About this task
Identify each line below that contains the word "ContactMessage", and copy it out.

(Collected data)
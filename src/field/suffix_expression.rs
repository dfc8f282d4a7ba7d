use crate::error::BuildError;

use super::{Field, FieldOptions, FieldType, required};

/// Compound expression whose operator trails its operand.
///
/// Renders as `<operand> <operator>`, for example `age IS NULL` or
/// `(a + b) DESC`.
///
/// ```
/// use piglet::field::{Field, FieldOptions, Reference, SuffixExpression};
///
/// let age = Reference::new("age").unwrap();
/// let expr = SuffixExpression::new("IS NULL", age, FieldOptions::default()).unwrap();
///
/// assert_eq!(expr.render(), "age IS NULL");
/// ```
#[derive(Debug)]
pub struct SuffixExpression {
    operator: String,
    operand: Box<dyn Field>,
    field_type: FieldType,
}

impl SuffixExpression {
    /// Wraps `operand` with a trailing `operator`.
    ///
    /// Fails with [`BuildError::Empty`] if the operator is blank.
    pub fn new(
        operator: impl Into<String>,
        operand: impl Field + 'static,
        options: FieldOptions,
    ) -> Result<Self, BuildError> {
        let operator = required(operator, "suffix operator")?;
        Ok(Self::from_parts(operator, Box::new(operand), options.field_type))
    }

    pub(crate) fn from_parts(
        operator: impl Into<String>,
        operand: Box<dyn Field>,
        field_type: Option<FieldType>,
    ) -> Self {
        let field_type = field_type.unwrap_or_else(|| operand.field_type());
        SuffixExpression {
            operator: operator.into(),
            operand,
            field_type,
        }
    }

    pub fn operator(&self) -> &str {
        &self.operator
    }

    pub fn operand(&self) -> &dyn Field {
        self.operand.as_ref()
    }
}

impl Field for SuffixExpression {
    fn render(&self) -> String {
        format!("{} {}", self.operand.parenthesize(), self.operator)
    }

    fn field_type(&self) -> FieldType {
        self.field_type
    }

    fn is_simple(&self) -> bool {
        false
    }
}
//! CLI support for piglet
//!
//! Provides programmatic access to the `piglet` command so other tools can
//! render JSON-described statements without shelling out.

mod convert;
mod render;

pub use convert::{json_to_field, json_to_statement};
pub use render::{RenderOptions, execute_render, storage_overview};

use std::io;

use crate::error::{BuildError, ResolveError};

/// Errors that can occur during CLI operations
#[derive(Debug, thiserror::Error)]
pub enum CliError {
    /// An expression or statement was rejected at construction
    #[error("Build error: {0}")]
    Build(#[from] BuildError),

    /// A storage function could not be resolved
    #[error("Resolve error: {0}")]
    Resolve(#[from] ResolveError),

    /// Input is not valid JSON
    #[error("Invalid JSON: {0}")]
    Json(#[from] serde_json::Error),

    /// IO error
    #[error("IO error: {0}")]
    Io(#[from] io::Error),

    /// Valid JSON that does not describe an expression or statement
    #[error("Unexpected document shape: {0}")]
    Shape(String),

    /// No input provided
    #[error("No input provided. Use --input or pipe JSON to stdin.")]
    NoInput,
}
//! Contact repository trait defining the persistence boundary of the
//! submission workflow.

use async_trait::async_trait;

use crate::domain::entities::contact::ContactMessage;
use crate::errors::DomainError;

/// Repository trait for contact message persistence
///
/// `save` is the durability boundary of the submission workflow: once it
/// returns `Ok`, the message is committed and final.
#[async_trait]
pub trait ContactRepository: Send + Sync {
    /// Persist a message and assign its identity
    ///
    /// # Arguments
    /// * `message` - The unsaved message (id must be `None`)
    ///
    /// # Returns
    /// * `Ok(ContactMessage)` - The saved message with its assigned id
    /// * `Err(DomainError)` - Storage failure; nothing was kept
    async fn save(&self, message: ContactMessage) -> Result<ContactMessage, DomainError>;

    /// List all persisted messages in insertion order
    async fn find_all(&self) -> Result<Vec<ContactMessage>, DomainError>;
}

Solution for this exercise
use crate::domain::entities::contact::ContactMessage;
    /// * `Ok(ContactMessage)` - The saved message with its assigned id
    async fn save(&self, message: ContactMessage) -> Result<ContactMessage, DomainError>;
    async fn find_all(&self) -> Result<Vec<ContactMessage>, DomainError>;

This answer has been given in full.